He was “upper-class,” especially when compared with most Koreans living under the thumb of imperial Japan. Decades of colonial rule had transformed the peninsula into a well-run, rapidly industrializing, but profoundly inequitable police state. Four out of five Koreans held menial and unskilled jobs, mostly on tenant farms. Food production increased sharply in Korea under colonial occupation, but the availability of food in local markets did not. Most of it was shipped to Japan. The daily lives of twenty-four million Koreans were dominated by fewer than a million Japanese settlers, nearly all of whom made a comfortable living from white-collar jobs, managing factories, and running the colonial government. Most Japanese lived in well-lit urban neighborhoods. They had electricity, gas, drinkable tap water, and underground sewers; most Koreans had none of these services. In their homes, Japanese women relied on poorly paid Korean servants to clean and cook. On buses, the Japanese forced Koreans to give up their seats and routinely shouted racist insults at them in shops.

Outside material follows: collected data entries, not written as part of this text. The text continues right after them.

//! Working hours: configuration access and per-date resolution.
//!
//! Resolution order for a bay on a date:
//! 1. bay date override (an empty list closes the bay for the day)
//! 2. bay weekly hours for that weekday
//! 3. branch weekly hours for that weekday
//! 4. closed
//!
//! An unconfigured bay is closed, never open all day.

use std::collections::{BTreeMap, HashMap};
use std::path::Path;
use std::sync::Arc;

use chrono::{Datelike, NaiveDate, NaiveTime, TimeZone, Weekday};
use chrono_tz::Tz;
use dashmap::DashMap;
use serde::{Deserialize, Serialize};

use crate::config::ConfigError;
use crate::engine::EngineError;
use crate::limits::MAX_WINDOWS_PER_DAY;
use crate::model::*;

/// Wall-clock opening span in the branch timezone. A `close` of 00:00 means
/// the following midnight, so a window can run to the end of the day.
#[derive(Debug, Clone, Copy, PartialEq, Eq, Serialize, Deserialize)]
pub struct LocalWindow {
    pub open: NaiveTime,
    pub close: NaiveTime,
}

impl LocalWindow {
    pub fn new(open: NaiveTime, close: NaiveTime) -> Self {
        Self { open, close }
    }
}

/// Weekday → windows. A missing weekday defers to the next level; an empty list means closed.
pub type WeeklyHours = HashMap<Weekday, Vec<LocalWindow>>;

#[derive(Debug, Clone, Copy, PartialEq, Eq)]
pub struct BayInfo {
    pub id: BayId,
    pub branch_id: BranchId,
    pub active: bool,
}

/// Read access to branch/bay opening-hours configuration.
pub trait ScheduleStore: Send + Sync {
    fn bay(&self, bay_id: BayId) -> Option<BayInfo>;
    fn bay_override(&self, bay_id: BayId, date: NaiveDate) -> Option<Vec<LocalWindow>>;
    fn bay_weekly(&self, bay_id: BayId, weekday: Weekday) -> Option<Vec<LocalWindow>>;
    fn branch_weekly(&self, branch_id: BranchId, weekday: Weekday) -> Option<Vec<LocalWindow>>;
    fn active_bays(&self) -> Vec<BayId>;
}

// ── Branch calendar ──────────────────────────────────────────────

/// Maps branch-local dates and wall-clock times to instants.
#[derive(Debug, Clone, Copy, PartialEq)]
pub struct BranchCalendar {
    tz: Tz,
}

impl BranchCalendar {
    pub fn new(tz: Tz) -> Self {
        Self { tz }
    }

    pub fn timezone(&self) -> Tz {
        self.tz
    }

    /// Local wall-clock time to instant. Times inside a DST gap or fold are rejected.
    pub fn local_instant(&self, date: NaiveDate, time: NaiveTime) -> Result<Ms, EngineError> {
        self.tz
            .from_local_datetime(&date.and_time(time))
            .single()
            .map(|dt| dt.timestamp_millis())
            .ok_or_else(|| {
                EngineError::InvalidRange(format!(
                    "{date} {time} is not a unique local time in {}",
                    self.tz
                ))
            })
    }

    /// `[local midnight, next local midnight)`.
    pub fn day_range(&self, date: NaiveDate) -> Result<TimeRange, EngineError> {
        let next = date
            .succ_opt()
            .ok_or_else(|| EngineError::InvalidRange(format!("{date} has no successor")))?;
        let start = self.local_instant(date, NaiveTime::MIN)?;
        let end = self.local_instant(next, NaiveTime::MIN)?;
        TimeRange::new(start, end)
    }

    pub fn date_of(&self, t: Ms) -> Option<NaiveDate> {
        self.tz
            .timestamp_millis_opt(t)
            .single()
            .map(|dt| dt.date_naive())
    }

    /// Every local date `range` touches.
    pub fn dates_touched(&self, range: &TimeRange) -> Vec<NaiveDate> {
        let (Some(first), Some(last)) = (self.date_of(range.start()), self.date_of(range.end() - 1))
        else {
            return Vec::new();
        };
        first.iter_days().take_while(|d| *d <= last).collect()
    }

    pub fn window_range(&self, date: NaiveDate, window: &LocalWindow) -> Result<TimeRange, EngineError> {
        let until_midnight = window.close == NaiveTime::MIN;
        if !until_midnight && window.open >= window.close {
            return Err(EngineError::InvalidRange(format!(
                "window {}–{} on {date} closes before it opens",
                window.open, window.close
            )));
        }
        let start = self.local_instant(date, window.open)?;
        let end = if until_midnight {
            self.day_range(date)?.end()
        } else {
            self.local_instant(date, window.close)?
        };
        TimeRange::new(start, end)
    }
}

// ── Resolver ─────────────────────────────────────────────────────

pub struct WorkingHoursResolver {
    store: Arc<dyn ScheduleStore>,
    calendar: BranchCalendar,
}

impl WorkingHoursResolver {
    pub fn new(store: Arc<dyn ScheduleStore>, calendar: BranchCalendar) -> Self {
        Self { store, calendar }
    }

    pub fn calendar(&self) -> &BranchCalendar {
        &self.calendar
    }

    pub fn store(&self) -> &Arc<dyn ScheduleStore> {
        &self.store
    }

    /// Ordered, disjoint working windows for `bay_id` on `date`. Empty means closed.
    pub fn resolve(&self, bay_id: BayId, date: NaiveDate) -> Result<Vec<TimeRange>, EngineError> {
        let bay = self.store.bay(bay_id).ok_or(EngineError::NotFound(bay_id))?;
        if !bay.active {
            return Ok(Vec::new());
        }

        let weekday = date.weekday();
        let local = self
            .store
            .bay_override(bay_id, date)
            .or_else(|| self.store.bay_weekly(bay_id, weekday))
            .or_else(|| self.store.branch_weekly(bay.branch_id, weekday))
            .unwrap_or_default();

        if local.len() > MAX_WINDOWS_PER_DAY {
            return Err(EngineError::LimitExceeded("too many working windows in a day"));
        }

        let mut windows: Vec<TimeRange> = Vec::with_capacity(local.len());
        for w in &local {
            let range = self.calendar.window_range(date, w)?;
            if let Some(prev) = windows.last()
                && range.start() < prev.end() {
                    return Err(EngineError::InvalidRange(format!(
                        "working windows for bay {bay_id} on {date} overlap or are unsorted"
                    )));
                }
            windows.push(range);
        }
        Ok(windows)
    }
}

// ── Static schedule ──────────────────────────────────────────────

#[derive(Debug, Clone, PartialEq, Serialize, Deserialize)]
pub struct BranchHours {
    pub id: BranchId,
    #[serde(default)]
    pub weekly: WeeklyHours,
}

#[derive(Debug, Clone, PartialEq, Serialize, Deserialize)]
pub struct BayHours {
    pub id: BayId,
    pub branch_id: BranchId,
    #[serde(default = "default_active")]
    pub active: bool,
    #[serde(default)]
    pub weekly: WeeklyHours,
    #[serde(default)]
    pub overrides: BTreeMap<NaiveDate, Vec<LocalWindow>>,
}

fn default_active() -> bool {
    true
}

/// On-disk schedule file layout.
#[derive(Debug, Clone, Default, PartialEq, Serialize, Deserialize)]
pub struct ScheduleDocument {
    #[serde(default)]
    pub branches: Vec<BranchHours>,
    #[serde(default)]
    pub bays: Vec<BayHours>,
}

/// In-memory [`ScheduleStore`] that can be edited at runtime.
#[derive(Default)]
pub struct StaticSchedule {
    branches: DashMap<BranchId, BranchHours>,
    bays: DashMap<BayId, BayHours>,
}

impl StaticSchedule {
    pub fn new() -> Self {
        Self::default()
    }

    pub fn from_document(doc: ScheduleDocument) -> Self {
        let schedule = Self::new();
        for branch in doc.branches {
            schedule.upsert_branch(branch);
        }
        for bay in doc.bays {
            schedule.upsert_bay(bay);
        }
        schedule
    }

    pub fn from_json(json: &str) -> Result<Self, ConfigError> {
        let doc: ScheduleDocument = serde_json::from_str(json)?;
        Ok(Self::from_document(doc))
    }

    pub fn load(path: &Path) -> Result<Self, ConfigError> {
        let json = std::fs::read_to_string(path)?;
        Self::from_json(&json)
    }

    pub fn upsert_branch(&self, branch: BranchHours) {
        self.branches.insert(branch.id, branch);
    }

    pub fn upsert_bay(&self, bay: BayHours) {
        self.bays.insert(bay.id, bay);
    }

    pub fn set_bay_weekly(&self, bay_id: BayId, weekday: Weekday, windows: Vec<LocalWindow>) -> Result<(), EngineError> {
        let mut bay = self.bays.get_mut(&bay_id).ok_or(EngineError::NotFound(bay_id))?;
        bay.weekly.insert(weekday, windows);
        Ok(())
    }

    pub fn set_bay_override(&self, bay_id: BayId, date: NaiveDate, windows: Vec<LocalWindow>) -> Result<(), EngineError> {
        let mut bay = self.bays.get_mut(&bay_id).ok_or(EngineError::NotFound(bay_id))?;
        bay.overrides.insert(date, windows);
        Ok(())
    }

    pub fn clear_bay_override(&self, bay_id: BayId, date: NaiveDate) -> Result<(), EngineError> {
        let mut bay = self.bays.get_mut(&bay_id).ok_or(EngineError::NotFound(bay_id))?;
        bay.overrides.remove(&date);
        Ok(())
    }

    pub fn set_bay_active(&self, bay_id: BayId, active: bool) -> Result<(), EngineError> {
        let mut bay = self.bays.get_mut(&bay_id).ok_or(EngineError::NotFound(bay_id))?;
        bay.active = active;
        Ok(())
    }

    pub fn set_branch_weekly(&self, branch_id: BranchId, weekday: Weekday, windows: Vec<LocalWindow>) {
        self.branches
            .entry(branch_id)
            .or_insert_with(|| BranchHours {
                id: branch_id,
                weekly: WeeklyHours::new(),
            })
            .weekly
            .insert(weekday, windows);
    }
}

impl ScheduleStore for StaticSchedule {
    fn bay(&self, bay_id: BayId) -> Option<BayInfo> {
        self.bays.get(&bay_id).map(|b| BayInfo {
            id: b.id,
            branch_id: b.branch_id,
            active: b.active,
        })
    }

    fn bay_override(&self, bay_id: BayId, date: NaiveDate) -> Option<Vec<LocalWindow>> {
        self.bays.get(&bay_id)?.overrides.get(&date).cloned()
    }

    fn bay_weekly(&self, bay_id: BayId, weekday: Weekday) -> Option<Vec<LocalWindow>> {
        self.bays.get(&bay_id)?.weekly.get(&weekday).cloned()
    }

    fn branch_weekly(&self, branch_id: BranchId, weekday: Weekday) -> Option<Vec<LocalWindow>> {
        self.branches.get(&branch_id)?.weekly.get(&weekday).cloned()
    }

    fn active_bays(&self) -> Vec<BayId> {
        let mut ids: Vec<BayId> = self
            .bays
            .iter()
            .filter(|b| b.active)
            .map(|b| *b.key())
            .collect();
        ids.sort();
        ids
    }
}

Japan tightened its colonial vise even more in 1937 as it went to war in southern China and began to milk its empire for raw materials, soldiers, prostitutes, and slave labor. The Japanese moved with particular ferocity in Korea, squeezing the national identity out of its subjects and trying to replace it with a “profound gratitude for the limitless benevolence of our Emperor.” Shifting into what historians have characterized as “colonial totalitarianism,” Japan attempted to “blot out an entire culture.”
In the run-up to World War II, Koreans were forced to give up their language, their literature, their religious shrines, even their names. Children were punished if caught speaking Korean at school. As part of their “imperialization,” hundreds of thousands of Korean men were conscripted as slave labor, and thousands of others were forced to “volunteer” to fight in Japan’s overstretched military. Tens of thousands of Korean women were compelled to work as “comfort girls,” servicing the sexual needs of Japan’s military.
Along with cultural extermination, Japan’s colonial policies in Korea insisted on growth and profits—for Japanese investors. To that end, imperial Japan exported heavy industry and state-of-the-art infrastructure to the peninsula, encouraging Japanese conglomerates to take advantage of cheap land, abundant mineral resources, and eager-to-please colonial officials. They built steel mills, chemical factories, fertilizer plants, and several large hydroelectric dams. To connect their plants to ports and to one another, the companies built the most developed network of railroads in Asia outside Japan. As a result, Korea entered the 1940s with the best-managed network of railways, roads, and ports in the developing world.
No Kum Sok was chubby because of his father’s managerial job with the Noguchi Corporation. The Japanese conglomerate had built most of Korea’s hydroelectric and chemical plants and linked them by rail.
The company was created and run by Jun Noguchi, a chemical engineer turned mogul. He was known as the “Entrepreneurial King of the Peninsula,” and one of his admirers wrote that while “modern America was created by Columbus’s discovery . . . modern Korea was created by Noguchi.” His extraordinary success in Korea, however, owed as much to colonial manipulation as to capitalist acumen. He used the colonial government to obtain development rights to Korea’s major rivers, where he built hydroelectric dams that powered his chemical plants. By 1942, Noguchi’s company controlled a quarter of all the capital invested in Korea.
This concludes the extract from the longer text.